Keywords: dexamethasone, RU 28362, β-adrenergic antagonists, inhibitory avoidance
Extensive evidence from studies of memory of inhibitory avoidance training in rats indicates that several neuromodulatory systems interact with the noradrenergic system in the amygdala in modulating memory storage (1–8). Intra-amygdala infusions of the β-adrenergic antagonist propranolol or depletion of norepinephrine in the amygdala by the neurotoxin N-2-chloroethyl-N-ethyl-bromobenzylamine (DSP-4) block the memory-enhancing effect of the adrenergic stress hormone epinephrine (5, 6). Moreover, intra-amygdala infusions of propranolol as well as specific β1- or β2-adrenergic antagonists also block the effects, on memory, of drugs affecting opioid peptidergic and GABAergic systems (4, 7). Norepinephrine and other β-adrenergic agonists administered to the amygdala after training dose-dependently enhance retention (5, 9–11). These effects are also time-dependent; they affect retention when given shortly after training but have no effect if given several hours later. These findings are consistent with evidence from recent experiments using in vivo microdialysis indicating that norepinephrine is released in the amygdala by footshock stimulation of the kind typically used in inhibitory avoidance training (12). Furthermore, adrenergic and opioid peptidergic systems influence the training-induced release of norepinephrine (13, 14).

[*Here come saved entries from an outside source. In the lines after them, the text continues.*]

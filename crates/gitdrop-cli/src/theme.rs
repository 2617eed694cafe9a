//! CLI theme and styling.

use colored::Colorize;

/// CLI theme configuration.
pub(crate) struct Theme;

impl Theme {
    /// Format a header.
    pub(crate) fn header(text: &str) -> String {
        format!("{}", text.bold().cyan())
    }

    /// Format a success message.
    pub(crate) fn success(text: &str) -> String {
        format!("{} {}", "✓".green(), text)
    }

    /// Format an error message.
    pub(crate) fn error(text: &str) -> String {
        format!("{} {}", "✗".red(), text.red())
    }

    /// Format an info message.
    pub(crate) fn info(text: &str) -> String {
        format!("{} {}", "i".blue(), text)
    }

    /// Format a dimmed message.
    pub(crate) fn dimmed(text: &str) -> String {
        format!("{}", text.dimmed())
    }

    /// Format a labelled value.
    pub(crate) fn field(label: &str, value: &str) -> String {
        format!("  {:<16}{value}", format!("{label}:").dimmed())
    }
}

Findings of a series of recent experiments from our laboratory indicate that the amygdala is involved in mediating the memory-modulating effects of glucocorticoids (15). Excitotoxically induced lesions of the basolateral (BLA), but not the central (CEA), nucleus of the amygdala blocked the enhancing effects of systemic posttraining injections of dexamethasone, a synthetic glucocorticoid, on memory for inhibitory avoidance training (16). Furthermore, infusions of the specific glucocorticoid receptor (GR or type II) agonist RU 28362 (11β,17β-dihydroxy-6,21-dimethyl-17α-pregna-4,6-trien-20yn-3-one) into the BLA enhanced memory storage (17). Such findings suggest that glucocorticoid effects on memory storage are mediated, at least in part, by GRs in the BLA. Although the specific mode of action of glucocorticoids differs from that of the hormones and neurotransmitters just described (i.e., glucocorticoids are highly lipophylic and bind directly to intracellular receptors in the brain), the involvement of the amygdala in mediating the effects of all these compounds appears to be strikingly similar. These findings suggest that glucocorticoid-induced effects on memory storage may also depend on intact noradrenergic neurotransmission in the amygdala. In support of this view, there is extensive evidence from biochemical and electrophysiological experiments indicating interactions between glucocorticoids and the noradrenergic system in several brain structures, including the hypothalamus, hippocampus, and cerebral cortex (18, 19).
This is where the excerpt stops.